- _About this exercise_
Look through the listing below and report the lines that have the word "salary" in them.

▶

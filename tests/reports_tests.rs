// Copyright (c) AlphaVelocity.
// All rights reserved.
//
// This source code is licensed under the license found in the
// LICENSE file in the root directory of this source tree.

use pocketledger::models::{CategoryKind, NewTransaction};
use pocketledger::repo::{accounts, budgets, categories, transactions};
use pocketledger::{Money, Store, reports};
use tempfile::TempDir;

fn m(s: &str) -> Money {
    s.parse().unwrap()
}

struct Ledger {
    _dir: TempDir,
    store: Store,
    account: i64,
    food: i64,
    rent: i64,
    salary: i64,
}

fn setup() -> Ledger {
    let dir = TempDir::new().unwrap();
    let store = Store::open_or_init(dir.path().join("ledger.sqlite")).unwrap();
    let account = accounts::add(&store, "Main", m("500")).unwrap().done().unwrap();
    let food = categories::add(&store, "Food", CategoryKind::Expense).unwrap().done().unwrap();
    let rent = categories::add(&store, "Rent", CategoryKind::Expense).unwrap().done().unwrap();
    let salary = categories::add(&store, "Salary", CategoryKind::Income).unwrap().done().unwrap();
    Ledger {
        _dir: dir,
        store,
        account,
        food,
        rent,
        salary,
    }
}

impl Ledger {
    fn post(&self, date: &str, amount: &str, category_id: Option<i64>) {
        let new = NewTransaction {
            account_id: self.account,
            date: date.into(),
            description: "entry".into(),
            amount: m(amount),
            category_id,
        };
        assert!(transactions::add(&self.store, &new).unwrap().is_done());
    }
}

#[test]
fn spending_by_category_is_largest_first() {
    let l = setup();
    l.post("2024-03-01", "-10", Some(l.food));
    l.post("2024-03-02", "-15.5", Some(l.food));
    l.post("2024-03-03", "-800", Some(l.rent));
    l.post("2024-03-04", "-4", None);
    l.post("2024-03-05", "2000", Some(l.salary));
    l.post("2024-04-01", "-999", Some(l.food));

    let out = reports::spending_by_category(&l.store, "2024-03-01", "2024-03-31").unwrap();
    let got: Vec<(String, String)> = out
        .iter()
        .map(|s| (s.category_name.clone(), s.spent_amount.to_string()))
        .collect();
    assert_eq!(
        got,
        vec![
            ("Rent".to_string(), "800.00".to_string()),
            ("Food".to_string(), "25.50".to_string()),
            ("Uncategorized".to_string(), "4.00".to_string()),
        ]
    );
}

#[test]
fn refunds_in_an_expense_category_are_excluded() {
    let l = setup();
    l.post("2024-03-01", "-10", Some(l.food));
    l.post("2024-03-02", "30", Some(l.food));
    let out = reports::spending_by_category(&l.store, "2024-03-01", "2024-03-31").unwrap();
    assert_eq!(out.len(), 1);
    assert_eq!(out[0].spent_amount.to_string(), "10.00");
}

#[test]
fn range_bounds_are_inclusive() {
    let l = setup();
    l.post("2024-03-01", "-1", Some(l.food));
    l.post("2024-03-31", "-2", Some(l.food));
    l.post("2024-02-29", "-100", Some(l.food));
    let out = reports::spending_by_category(&l.store, "2024-03-01", "2024-03-31").unwrap();
    assert_eq!(out[0].spent_amount.to_string(), "3.00");
    assert!(reports::spending_by_category(&l.store, "2030-01-01", "2030-12-31").unwrap().is_empty());
}

#[test]
fn null_category_and_seeded_uncategorized_share_a_line() {
    let l = setup();
    let seeded = categories::list(&l.store, Some(CategoryKind::Expense))
        .unwrap()
        .into_iter()
        .find(|c| c.is_protected())
        .unwrap();
    l.post("2024-03-01", "-1", None);
    l.post("2024-03-02", "-2", Some(seeded.id));
    let out = reports::spending_by_category(&l.store, "2024-03-01", "2024-03-31").unwrap();
    assert_eq!(out.len(), 1);
    assert_eq!(out[0].category_name, "Uncategorized");
    assert_eq!(out[0].spent_amount.to_string(), "3.00");
}

#[test]
fn budget_overview_lists_expense_categories() {
    let l = setup();
    budgets::set(&l.store, l.food, "2024-03", m("100")).unwrap();
    l.post("2024-03-10", "-120.25", Some(l.food));
    l.post("2024-03-11", "-5", Some(l.rent));

    let lines = reports::budget_overview(&l.store, "2024-03").unwrap();
    let names: Vec<&str> = lines.iter().map(|b| b.category_name.as_str()).collect();
    assert_eq!(names, ["Food", "Rent"]);

    assert_eq!(lines[0].budgeted_amount.to_string(), "100.00");
    assert_eq!(lines[0].spent_amount.to_string(), "120.25");
    assert_eq!(lines[0].remaining_amount.to_string(), "-20.25");
    assert_eq!(lines[1].budgeted_amount, Money::ZERO);
    assert_eq!(lines[1].remaining_amount.to_string(), "-5.00");
}

#[test]
fn dashboard_snapshot() {
    let l = setup();
    for day in 1..=5 {
        l.post(&format!("2024-03-0{day}"), "-1", Some(l.food));
    }
    l.post("2024-03-20", "50", Some(l.salary));

    let d = reports::dashboard(&l.store, "2024-03", 3).unwrap();
    assert_eq!(d.account_count, 1);
    assert_eq!(d.total_balance.to_string(), "545.00");
    assert_eq!(d.recent_transactions.len(), 3);
    assert_eq!(d.recent_transactions[0].date, "2024-03-20");
    assert_eq!(d.monthly_flow.to_string(), "45.00");
    assert_eq!(d.current_month, "2024-03");
}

◀

- _Expected output_
    salary: i64,
    let salary = categories::add(&store, "Salary", CategoryKind::Income).unwrap().done().unwrap();
        salary,
    l.post("2024-03-05", "2000", Some(l.salary));
    l.post("2024-03-20", "50", Some(l.salary));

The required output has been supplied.